これは正直意外だった


 そういえば、先日紹介した「想像力の帝国」の一節で意外だった部分がある。D&DをAD&Dに改訂したのはアーネソンに版権料を払わないようにするためだ、というくだりだ。本書167〜172ページがそれにあたる。250ページ欄外でもそれが示唆されている。
 いかにもアメリカらしい、というべきだろうか。これまでに日本で版上げしたゲームの中で「前作の著作権者に報酬を払いたくないから」という理由で版上げしたゲームは寡聞にして知らないし、*1少なくとも訴訟騒ぎは起きていないはずだ。ソードワールド2.0に偽名で関わった前作のデザイナーも、今はもう堂々と前作と同じ名前で制作に関与している。日本がアメリカほどの訴訟社会ではないから、というのももちろんあるだろうが、日本のTRPGは著作権料の支払いで訴訟騒ぎを起こすほどの市場が築けなかったからだ、とも言える。コンピュータゲームであれば、訴訟は珍しいものではない。
 しかし、だとしたらなんという運命の皮肉か、怪我の功名か。AD&Dと区別するために再編纂されたCD&Dは、レベル帯ごとに横に輪切りされた構造になっており、AD&Dより遥かにとっつきやすかった。日本人が初めて触れるTRPGがAD&Dだったなら、その市場は今よりも遥かに狭かったかもしれない。何しろ、日本で翻訳されたAD&Dのセカンドエディションは、本国でも失敗といわれるほど売れなかったのだから。

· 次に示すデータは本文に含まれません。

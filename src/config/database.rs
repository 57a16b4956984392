//! Database configuration
//!
//! The whole section is optional: without `STORYTELLER__DATABASE__URL` the
//! console driver keeps conversations in memory.

use serde::Deserialize;
use std::time::Duration;

use super::error::ValidationError;

/// Upper bound on the connection pool.
pub const MAX_POOL_SIZE: u32 = 100;

/// PostgreSQL connection settings
#[derive(Debug, Clone, Deserialize)]
pub struct DatabaseConfig {
    /// PostgreSQL connection URL
    pub url: String,

    #[serde(default = "default_min_connections")]
    pub min_connections: u32,

    #[serde(default = "default_max_connections")]
    pub max_connections: u32,

    /// Seconds to wait for a free connection
    #[serde(default = "default_acquire_timeout")]
    pub acquire_timeout_secs: u64,

    #[serde(default = "default_idle_timeout")]
    pub idle_timeout_secs: u64,

    #[serde(default = "default_max_lifetime")]
    pub max_lifetime_secs: u64,

    /// Apply the embedded migrations on startup
    #[serde(default = "default_run_migrations")]
    pub run_migrations: bool,
}

impl DatabaseConfig {
    /// Settings for `url` with every other field at its default.
    pub fn for_url(url: impl Into<String>) -> Self {
        Self {
            url: url.into(),
            min_connections: default_min_connections(),
            max_connections: default_max_connections(),
            acquire_timeout_secs: default_acquire_timeout(),
            idle_timeout_secs: default_idle_timeout(),
            max_lifetime_secs: default_max_lifetime(),
            run_migrations: default_run_migrations(),
        }
    }

    pub fn acquire_timeout(&self) -> Duration {
        Duration::from_secs(self.acquire_timeout_secs)
    }

    pub fn idle_timeout(&self) -> Duration {
        Duration::from_secs(self.idle_timeout_secs)
    }

    pub fn max_lifetime(&self) -> Duration {
        Duration::from_secs(self.max_lifetime_secs)
    }

    /// Validate database configuration
    pub fn validate(&self) -> Result<(), ValidationError> {
        if self.url.trim().is_empty() {
            return Err(ValidationError::MissingRequired("DATABASE__URL"));
        }
        if !self.url.starts_with("postgres://") && !self.url.starts_with("postgresql://") {
            return Err(ValidationError::InvalidDatabaseUrl);
        }
        if self.min_connections > self.max_connections {
            return Err(ValidationError::InvalidPoolSize);
        }
        if self.max_connections > MAX_POOL_SIZE {
            return Err(ValidationError::PoolSizeTooLarge);
        }
        if self.acquire_timeout_secs == 0 {
            return Err(ValidationError::InvalidTimeout);
        }
        Ok(())
    }
}

fn default_min_connections() -> u32 {
    1
}

fn default_max_connections() -> u32 {
    5
}

fn default_acquire_timeout() -> u64 {
    10
}

fn default_idle_timeout() -> u64 {
    300
}

fn default_max_lifetime() -> u64 {
    1800
}

fn default_run_migrations() -> bool {
    true
}
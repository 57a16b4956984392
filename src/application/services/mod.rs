//! Application services wrapping the generation backend.

mod intent_classifier;
mod story_generator;

pub use intent_classifier::{ClassifyError, IntentClassifier};
pub use story_generator::{GenerationSettings, StoryGenerator, NEW_STORY_FALLBACK_TITLE};
//! PostgreSQL implementation of MessageLog.
//!
//! Conversations live in `conversation`, their turns in `message`. Deleting a
//! conversation relies on `ON DELETE CASCADE` for messages and assignments.

use async_trait::async_trait;
use sqlx::postgres::PgRow;
use sqlx::{PgPool, Row};

use crate::domain::conversation::{preview_of, Conversation, Message, Sender};
use crate::domain::foundation::{
    AccountId, ConversationId, DomainError, ErrorCode, MessageId, OwnedByAccount, Timestamp,
};
use crate::domain::story::Intent;
use crate::ports::{ConversationSummary, MessageLog};

/// PostgreSQL implementation of MessageLog.
#[derive(Clone)]
pub struct PostgresMessageLog {
    pool: PgPool,
}

impl PostgresMessageLog {
    /// Creates a new PostgresMessageLog.
    pub fn new(pool: PgPool) -> Self {
        Self { pool }
    }
}

#[async_trait]
impl MessageLog for PostgresMessageLog {
    async fn create_with_message(
        &self,
        conversation: &Conversation,
        first: &Message,
    ) -> Result<(), DomainError> {
        if first.conversation_id() != conversation.id() {
            return Err(DomainError::validation(
                "conversation_id",
                "First message belongs to a different conversation",
            ));
        }

        let mut tx = self.pool.begin().await.map_err(|e| {
            DomainError::database(format!("Failed to start transaction: {}", e))
        })?;

        sqlx::query(
            r#"
            INSERT INTO conversation (id, owner_id, created_at)
            VALUES ($1, $2, $3)
            "#,
        )
        .bind(conversation.id().as_uuid())
        .bind(conversation.owner_id().as_str())
        .bind(conversation.created_at().as_datetime())
        .execute(&mut *tx)
        .await
        .map_err(|e| DomainError::database(format!("Failed to insert conversation: {}", e)))?;

        insert_message(&mut *tx, first).await?;

        tx.commit().await.map_err(|e| {
            DomainError::database(format!("Failed to commit transaction: {}", e))
        })?;

        Ok(())
    }

    async fn find_conversation(
        &self,
        id: &ConversationId,
    ) -> Result<Option<Conversation>, DomainError> {
        let row = sqlx::query(
            r#"
            SELECT id, owner_id, created_at
            FROM conversation
            WHERE id = $1
            "#,
        )
        .bind(id.as_uuid())
        .fetch_optional(&self.pool)
        .await
        .map_err(|e| DomainError::database(format!("Failed to fetch conversation: {}", e)))?;

        row.map(|row| row_to_conversation(&row)).transpose()
    }

    async fn append(&self, message: &Message) -> Result<(), DomainError> {
        insert_message(&self.pool, message).await
    }

    async fn messages(
        &self,
        conversation_id: &ConversationId,
    ) -> Result<Vec<Message>, DomainError> {
        let rows = sqlx::query(
            r#"
            SELECT id, conversation_id, sender, code, content, created_at
            FROM message
            WHERE conversation_id = $1
            ORDER BY created_at ASC, id ASC
            "#,
        )
        .bind(conversation_id.as_uuid())
        .fetch_all(&self.pool)
        .await
        .map_err(|e| DomainError::database(format!("Failed to fetch messages: {}", e)))?;

        rows.iter().map(row_to_message).collect()
    }

    async fn list_for_owner(
        &self,
        owner: &AccountId,
    ) -> Result<Vec<ConversationSummary>, DomainError> {
        let rows = sqlx::query(
            r#"
            SELECT
                c.id,
                c.created_at,
                (SELECT COUNT(*) FROM message m WHERE m.conversation_id = c.id) AS message_count,
                (SELECT m.content FROM message m
                    WHERE m.conversation_id = c.id AND m.sender = 'USER'
                    ORDER BY m.created_at ASC, m.id ASC
                    LIMIT 1) AS first_user_message
            FROM conversation c
            WHERE c.owner_id = $1
            ORDER BY c.created_at DESC, c.id DESC
            "#,
        )
        .bind(owner.as_str())
        .fetch_all(&self.pool)
        .await
        .map_err(|e| DomainError::database(format!("Failed to list conversations: {}", e)))?;

        Ok(rows
            .iter()
            .map(|row| {
                let id: uuid::Uuid = row.get("id");
                let created_at: chrono::DateTime<chrono::Utc> = row.get("created_at");
                let message_count: i64 = row.get("message_count");
                let first_user_message: Option<String> = row.get("first_user_message");

                ConversationSummary {
                    id: ConversationId::from_uuid(id),
                    created_at: Timestamp::from_datetime(created_at),
                    preview: first_user_message
                        .as_deref()
                        .map(preview_of)
                        .unwrap_or_default(),
                    message_count: message_count.max(0) as u32,
                }
            })
            .collect())
    }

    async fn delete(&self, id: &ConversationId) -> Result<(), DomainError> {
        let result = sqlx::query("DELETE FROM conversation WHERE id = $1")
            .bind(id.as_uuid())
            .execute(&self.pool)
            .await
            .map_err(|e| DomainError::database(format!("Failed to delete conversation: {}", e)))?;

        if result.rows_affected() == 0 {
            return Err(conversation_not_found(id));
        }

        Ok(())
    }
}

// ════════════════════════════════════════════════════════════════════════════════
// Helper functions
// ════════════════════════════════════════════════════════════════════════════════

pub(super) fn conversation_not_found(id: &ConversationId) -> DomainError {
    DomainError::new(ErrorCode::ConversationNotFound, "Conversation not found")
        .with_detail("conversation_id", id.to_string())
}

/// Maps a foreign-key violation onto `ConversationNotFound`.
pub(super) fn map_insert_error(err: sqlx::Error, id: &ConversationId, what: &str) -> DomainError {
    match &err {
        sqlx::Error::Database(db) if db.is_foreign_key_violation() => conversation_not_found(id),
        _ => DomainError::database(format!("Failed to insert {}: {}", what, err)),
    }
}

async fn insert_message<'e, E>(executor: E, message: &Message) -> Result<(), DomainError>
where
    E: sqlx::Executor<'e, Database = sqlx::Postgres>,
{
    sqlx::query(
        r#"
        INSERT INTO message (id, conversation_id, sender, code, content, created_at)
        VALUES ($1, $2, $3, $4, $5, $6)
        "#,
    )
    .bind(message.id().as_uuid())
    .bind(message.conversation_id().as_uuid())
    .bind(message.sender().as_str())
    .bind(message.intent().code())
    .bind(message.content())
    .bind(message.created_at().as_datetime())
    .execute(executor)
    .await
    .map_err(|e| map_insert_error(e, message.conversation_id(), "message"))?;

    Ok(())
}

fn row_to_conversation(row: &PgRow) -> Result<Conversation, DomainError> {
    let id: uuid::Uuid = row.get("id");
    let owner_id: String = row.get("owner_id");
    let created_at: chrono::DateTime<chrono::Utc> = row.get("created_at");

    let owner_id = AccountId::new(owner_id)
        .map_err(|e| DomainError::database(format!("Invalid stored owner: {}", e)))?;

    Ok(Conversation::reconstitute(
        ConversationId::from_uuid(id),
        owner_id,
        Timestamp::from_datetime(created_at),
    ))
}

fn row_to_message(row: &PgRow) -> Result<Message, DomainError> {
    let id: uuid::Uuid = row.get("id");
    let conversation_id: uuid::Uuid = row.get("conversation_id");
    let sender: &str = row.get("sender");
    let code: i16 = row.get("code");
    let content: String = row.get("content");
    let created_at: chrono::DateTime<chrono::Utc> = row.get("created_at");

    Ok(Message::reconstitute(
        MessageId::from_uuid(id),
        ConversationId::from_uuid(conversation_id),
        str_to_sender(sender)?,
        code_to_intent(code)?,
        content,
        Timestamp::from_datetime(created_at),
    ))
}

fn str_to_sender(s: &str) -> Result<Sender, DomainError> {
    s.parse::<Sender>()
        .map_err(|_| DomainError::database(format!("Invalid stored sender: {}", s)))
}

fn code_to_intent(code: i16) -> Result<Intent, DomainError> {
    Intent::from_code(i64::from(code))
        .map_err(|e| DomainError::database(format!("Invalid stored intent: {}", e)))
}

#[cfg(test)]
mod tests {
    use super::*;

    #[test]
    fn stored_senders_round_trip() {
        for sender in [Sender::User, Sender::Model] {
            assert_eq!(str_to_sender(sender.as_str()).unwrap(), sender);
        }
        assert_eq!(
            str_to_sender("SYSTEM").unwrap_err().code,
            ErrorCode::DatabaseError
        );
    }

    #[test]
    fn stored_codes_round_trip() {
        for intent in Intent::ALL {
            assert_eq!(code_to_intent(intent.code()).unwrap(), intent);
        }
        assert_eq!(code_to_intent(4).unwrap_err().code, ErrorCode::DatabaseError);
    }

    #[test]
    fn not_found_carries_conversation_id() {
        let id = ConversationId::new();
        let err = conversation_not_found(&id);
        assert_eq!(err.code, ErrorCode::ConversationNotFound);
        assert_eq!(err.details.get("conversation_id"), Some(&id.to_string()));
    }
}
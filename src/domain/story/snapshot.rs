//! Story snapshot and its text format.
//!
//! Generated stories travel as plain text in two labelled segments:
//!
//! ```text
//! TITLE: The Brave Mouse
//!
//! STORY: Once upon a time...
//! ```
//!
//! Two parsers read that format. [`parse_story_text`] is lenient and is used
//! when reading history back: a message without a `STORY:` marker is still a
//! story, its whole text becomes the body. [`parse_generated_story`] is strict
//! and is used on fresh backend output, where a malformed answer should fall
//! back to caller-chosen defaults instead.

use serde::{Deserialize, Serialize};
use std::fmt;

/// Marker that introduces the title segment.
pub const TITLE_MARKER: &str = "TITLE:";

/// Marker that introduces the body segment.
pub const STORY_MARKER: &str = "STORY:";

/// A story's title and body.
#[derive(Debug, Clone, PartialEq, Eq, Serialize, Deserialize)]
pub struct StorySnapshot {
    pub title: String,
    pub body: String,
}

impl StorySnapshot {
    /// Creates a new snapshot.
    pub fn new(title: impl Into<String>, body: impl Into<String>) -> Self {
        Self {
            title: title.into(),
            body: body.into(),
        }
    }

    /// Renders the snapshot in the canonical `TITLE: ...\n\nSTORY: ...` form.
    pub fn render(&self) -> String {
        format!("{} {}\n\n{} {}", TITLE_MARKER, self.title, STORY_MARKER, self.body)
    }
}

impl fmt::Display for StorySnapshot {
    fn fmt(&self, f: &mut fmt::Formatter<'_>) -> fmt::Result {
        f.write_str(&self.render())
    }
}

/// Splits `text` around the first `STORY:` marker.
///
/// Returns the (trimmed) title segment, if any, and the trimmed body.
fn split_segments(text: &str) -> Option<(Option<&str>, &str)> {
    let story_at = text.find(STORY_MARKER)?;
    let head = &text[..story_at];
    let body = text[story_at + STORY_MARKER.len()..].trim();

    let title = head
        .find(TITLE_MARKER)
        .map(|at| head[at + TITLE_MARKER.len()..].trim())
        .filter(|t| !t.is_empty());

    Some((title, body))
}

/// Reads a stored story message.
///
/// Without a `STORY:` marker the entire (trimmed) text is the body and the
/// title is `fallback_title`. With the marker but no usable `TITLE:` segment
/// the title also falls back.
pub fn parse_story_text(text: &str, fallback_title: &str) -> StorySnapshot {
    match split_segments(text) {
        Some((title, body)) => {
            StorySnapshot::new(title.unwrap_or(fallback_title), body)
        }
        None => StorySnapshot::new(fallback_title, text.trim()),
    }
}

/// Reads fresh backend output.
///
/// Returns `None` unless both markers are present and both segments are
/// non-empty.
pub fn parse_generated_story(text: &str) -> Option<StorySnapshot> {
    let (title, body) = split_segments(text)?;
    let title = title?;
    if body.is_empty() {
        return None;
    }
    Some(StorySnapshot::new(title, body))
}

 ちなみに、ガイギャックスがその後制作した「デンジャラス・ミサス」シリーズだが、ホビージャパンの翻訳予定に入っていたことがある。が、これもまた翻訳されなくてよかったのかもしれない。何しろ、うろ覚えだが当時の売り文句は「キャラクター作成でいとこを100人作れる」だったから……。

*1:一つだけそれっぽいゲームがなくもないが……。ちなみにソードワールドではない。